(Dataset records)

————

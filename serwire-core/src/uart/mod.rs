//! UART engines
//!
//! The transmitter and receiver are independent, always-running halves,
//! each with its own clock divider and FIFO. [`Uart`] bundles them and can
//! be split so the halves are stepped from different timing domains.
//! [`regs`] exposes the pair as a word-addressed register block.

pub mod bit_rx;
pub mod bit_tx;
pub mod byte_rx;
pub mod byte_tx;
pub mod controller;
pub mod regs;

pub use byte_rx::RxWord;
pub use controller::{Uart, UartFlags, UartRxHalf, UartTxHalf, FIFO_DEPTH};
pub use regs::{Access, BusError, UartRegs, WritePolicy};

————

What is needed: Please give only the count of lines above containing "controller".

Worked solution: 2